#### EXTRACTED INFORMATION ####
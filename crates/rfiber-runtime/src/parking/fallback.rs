//! Fallback parking using std::sync::Condvar
//!
//! Same event-count protocol as the futex version, with the epoch kept
//! under a mutex.

use super::WorkerParking;
use std::sync::atomic::{AtomicUsize, Ordering};
use std::sync::{Condvar, Mutex, MutexGuard};
use std::time::{Duration, Instant};

pub struct FallbackParking {
    epoch: Mutex<u32>,
    condvar: Condvar,
    parked: AtomicUsize,
}

impl FallbackParking {
    pub fn new() -> Self {
        Self {
            epoch: Mutex::new(0),
            condvar: Condvar::new(),
            parked: AtomicUsize::new(0),
        }
    }

    fn epoch(&self) -> MutexGuard<'_, u32> {
        // A panic while holding this lock cannot leave the counter torn
        self.epoch.lock().unwrap_or_else(|e| e.into_inner())
    }

    fn bump(&self) -> bool {
        let mut epoch = self.epoch();
        *epoch = epoch.wrapping_add(1);
        self.parked.load(Ordering::SeqCst) != 0
    }
}

impl Default for FallbackParking {
    fn default() -> Self {
        Self::new()
    }
}

impl WorkerParking for FallbackParking {
    fn prepare_park(&self) -> u32 {
        self.parked.fetch_add(1, Ordering::SeqCst);
        *self.epoch()
    }

    fn cancel_park(&self) {
        self.parked.fetch_sub(1, Ordering::SeqCst);
    }

    fn park(&self, token: u32, timeout: Option<Duration>) -> bool {
        let deadline = timeout.map(|t| Instant::now() + t);
        let mut epoch = self.epoch();
        while *epoch == token {
            match deadline {
                Some(deadline) => {
                    let now = Instant::now();
                    if now >= deadline {
                        break;
                    }
                    epoch = self
                        .condvar
                        .wait_timeout(epoch, deadline - now)
                        .unwrap_or_else(|e| e.into_inner())
                        .0;
                }
                None => {
                    epoch = self.condvar.wait(epoch).unwrap_or_else(|e| e.into_inner());
                }
            }
        }
        let moved = *epoch != token;
        drop(epoch);

        self.parked.fetch_sub(1, Ordering::SeqCst);
        moved
    }

    fn wake_one(&self) {
        if self.bump() {
            self.condvar.notify_one();
        }
    }

    fn wake_all(&self) {
        if self.bump() {
            self.condvar.notify_all();
        }
    }

    fn parked_count(&self) -> usize {
        self.parked.load(Ordering::Relaxed)
    }
}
####
WHAT TO DO: What is needed is each line of the data, printed exactly.

EXERCISE SOLUTION:
filename crates/rfiber-runtime/src/parking/fallback.rs
//! Fallback parking using std::sync::Condvar
//!
//! Same event-count protocol as the futex version, with the epoch kept
//! under a mutex.

use super::WorkerParking;
use std::sync::atomic::{AtomicUsize, Ordering};
use std::sync::{Condvar, Mutex, MutexGuard};
use std::time::{Duration, Instant};

pub struct FallbackParking {
    epoch: Mutex<u32>,
    condvar: Condvar,
    parked: AtomicUsize,
}

impl FallbackParking {
    pub fn new() -> Self {
        Self {
            epoch: Mutex::new(0),
            condvar: Condvar::new(),
            parked: AtomicUsize::new(0),
        }
    }

    fn epoch(&self) -> MutexGuard<'_, u32> {
        // A panic while holding this lock cannot leave the counter torn
        self.epoch.lock().unwrap_or_else(|e| e.into_inner())
    }

    fn bump(&self) -> bool {
        let mut epoch = self.epoch();
        *epoch = epoch.wrapping_add(1);
        self.parked.load(Ordering::SeqCst) != 0
    }
}

impl Default for FallbackParking {
    fn default() -> Self {
        Self::new()
    }
}

impl WorkerParking for FallbackParking {
    fn prepare_park(&self) -> u32 {
        self.parked.fetch_add(1, Ordering::SeqCst);
        *self.epoch()
    }

    fn cancel_park(&self) {
        self.parked.fetch_sub(1, Ordering::SeqCst);
    }

    fn park(&self, token: u32, timeout: Option<Duration>) -> bool {
        let deadline = timeout.map(|t| Instant::now() + t);
        let mut epoch = self.epoch();
        while *epoch == token {
            match deadline {
                Some(deadline) => {
                    let now = Instant::now();
                    if now >= deadline {
                        break;
                    }
                    epoch = self
                        .condvar
                        .wait_timeout(epoch, deadline - now)
                        .unwrap_or_else(|e| e.into_inner())
                        .0;
                }
                None => {
                    epoch = self.condvar.wait(epoch).unwrap_or_else(|e| e.into_inner());
                }
            }
        }
        let moved = *epoch != token;
        drop(epoch);

        self.parked.fetch_sub(1, Ordering::SeqCst);
        moved
    }

    fn wake_one(&self) {
        if self.bump() {
            self.condvar.notify_one();
        }
    }

    fn wake_all(&self) {
        if self.bump() {
            self.condvar.notify_all();
        }
    }

    fn parked_count(&self) -> usize {
        self.parked.load(Ordering::Relaxed)
    }
}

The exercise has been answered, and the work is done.